Had to start the thread as there is some not-so-good news to share... Tranquilitys ammonia coolant lines have failed qualification testing and burst. Possibility Endeavour may fly an alternate mission and dock Tranquility in keep alive mode, or shuttle manifest may be shuffled and another mission flown instead.

Endeavour Launch Preps in the Cold While Managers Evaluate Cooling Lines
Fri, 08 Jan 2010 06:09:25 PM EST


At NASA's Kennedy Space Center in Florida, throughout the weekend technicians will prepare space shuttle Endeavour for prelaunch propellant servicing at Launch Pad 39A

The shuttle continues to be sheltered from the Space Coast's uncharacteristically cold temperatures with heaters and warm air purges.
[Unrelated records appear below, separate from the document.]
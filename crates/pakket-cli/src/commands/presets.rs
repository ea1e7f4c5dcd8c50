use super::{json_pretty, EXIT_SUCCESS};
use pakket_manifest::list_presets;

pub fn run(json: bool) -> Result<u8, String> {
    let presets = list_presets();
    if json {
        let payload: Vec<serde_json::Value> = presets
            .iter()
            .map(|p| {
                serde_json::json!({
                    "name": p.name,
                    "description": p.description,
                })
            })
            .collect();
        println!("{}", json_pretty(&payload)?);
    } else {
        println!("{:<12} DESCRIPTION", "NAME");
        for preset in presets {
            println!("{:<12} {}", preset.name, preset.description);
        }
    }
    Ok(EXIT_SUCCESS)
}
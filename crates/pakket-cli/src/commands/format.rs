use super::{json_pretty, write_atomic, EXIT_SUCCESS};
use pakket_manifest::{format_manifest_str, FormatOptions};
use std::path::Path;

pub fn run(
    path: &Path,
    indent: usize,
    sort_scripts: bool,
    sort_dependencies: bool,
    json: bool,
) -> Result<u8, String> {
    if !path.exists() {
        return Err(format!("manifest not found at {}", path.display()));
    }

    let content = std::fs::read_to_string(path)
        .map_err(|e| format!("failed to read manifest file: {e}"))?;

    let options = FormatOptions {
        indent,
        sort_scripts,
        sort_dependencies,
        ..FormatOptions::default()
    };
    let formatted = format_manifest_str(&content, &options).map_err(|e| e.to_string())?;

    let changed = formatted != content;
    if changed {
        write_atomic(path, &formatted)?;
    }
    tracing::debug!(path = %path.display(), changed, "formatted manifest");

    if json {
        let payload = serde_json::json!({
            "status": if changed { "formatted" } else { "unchanged" },
            "path": path,
        });
        println!("{}", json_pretty(&payload)?);
    } else if changed {
        println!("formatted {}", path.display());
    } else {
        println!("{} already formatted", path.display());
    }
    Ok(EXIT_SUCCESS)
}
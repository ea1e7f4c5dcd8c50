use super::{json_pretty, write_atomic, EXIT_SUCCESS};
use pakket_manifest::{bump_version, format_manifest, parse_manifest_file, FormatOptions, ReleaseKind};
use std::path::Path;

pub fn run(path: &Path, kind: ReleaseKind, json: bool) -> Result<u8, String> {
    let manifest = parse_manifest_file(path).map_err(|e| e.to_string())?;
    let old_version = manifest.version().unwrap_or("(none)").to_owned();

    let bumped = bump_version(&manifest, kind);
    let new_version = bumped.version().unwrap_or_default().to_owned();

    // only the version changes; leave the author's field order alone
    let options = FormatOptions {
        sort_fields: false,
        sort_dependencies: false,
        ..FormatOptions::default()
    };
    write_atomic(path, &format_manifest(&bumped, &options))?;

    if json {
        let payload = serde_json::json!({
            "status": "bumped",
            "path": path,
            "level": kind.as_str(),
            "old_version": old_version,
            "new_version": new_version,
        });
        println!("{}", json_pretty(&payload)?);
    } else {
        println!("{old_version} -> {new_version}");
    }
    Ok(EXIT_SUCCESS)
}
//! Package manifest model for pakket.
//!
//! This crate defines the transformation core: the open-ended `Manifest`
//! record, preset templates (`BUILTIN_PRESETS`), creation from options
//! (`create_manifest`), pure non-mutating edit operations (`add_dependency`,
//! `bump_version`, ...), canonical sorting (`sort_by_canonical_order`),
//! serialization (`format_manifest`), and validation (`validate_manifest`).
//!
//! Everything is synchronous and side-effect free: records are deep-cloned
//! on edit, so callers can share and retain old values without coordination.

pub mod create;
pub mod format;
pub mod manifest;
pub mod manipulate;
pub mod preset;
pub mod schema;
pub mod sort;
pub mod util;
pub mod validate;

pub use create::{
    clone_manifest, create_by_project_kind, create_manifest, create_manifest_string,
    create_minimal_manifest, CreateOptions, ProjectKind,
};
pub use format::{format_manifest, format_manifest_str, prettify_manifest, FormatOptions};
pub use manifest::{parse_manifest_file, parse_manifest_str, Manifest, ManifestError};
pub use manipulate::{
    add_dependencies, add_dependency, add_keywords, add_script, bump_version, remove_dependencies,
    remove_dependency, remove_field, remove_keywords, remove_script, set_field,
    update_dependency_version, ReleaseKind,
};
pub use preset::{get_preset, list_presets, resolve_preset, Preset, BUILTIN_PRESETS};
pub use schema::{
    DependencyGroup, ModuleType, CANONICAL_FIELD_ORDER, COMMON_LICENSES, DEFAULT_VERSION,
    MODULE_TYPES, NODE_CORE_MODULES, REQUIRED_FIELDS, SCRIPT_EXTENSIONS,
};
pub use sort::{
    sort_by_canonical_order, sort_by_field_order, sort_dependencies, sort_manifest, sort_scripts,
    sort_scripts_by_order, SortOptions,
};
pub use util::{
    clean_manifest, compare_versions, format_dependency_list, is_scoped_package, merge_manifests,
    normalize_package_name, package_scope, sort_object,
};
pub use validate::{
    is_valid_manifest, validate_manifest, validate_name, validate_version, ValidationIssue,
    ValidationResult,
};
This process will keep the spacecraft's systems at an appropriate temperature.

As International Space Station and shuttle teams prepared for February’s launch, a high-pressure ammonia jumper hose assembly failed during a prelaunch test Thursday. Four such hoses, which will be used to connect the new Tranquility module to the station’s cooling system, are to be installed and activated by spacewalkers during the STS-130 mission.

The teams are continuing to work toward a target launch of Endeavour on Feb. 7, however engineers are reviewing data from the test and evaluating whether there will be any impact to the shuttle mission. The analysis is expected to continue for several days.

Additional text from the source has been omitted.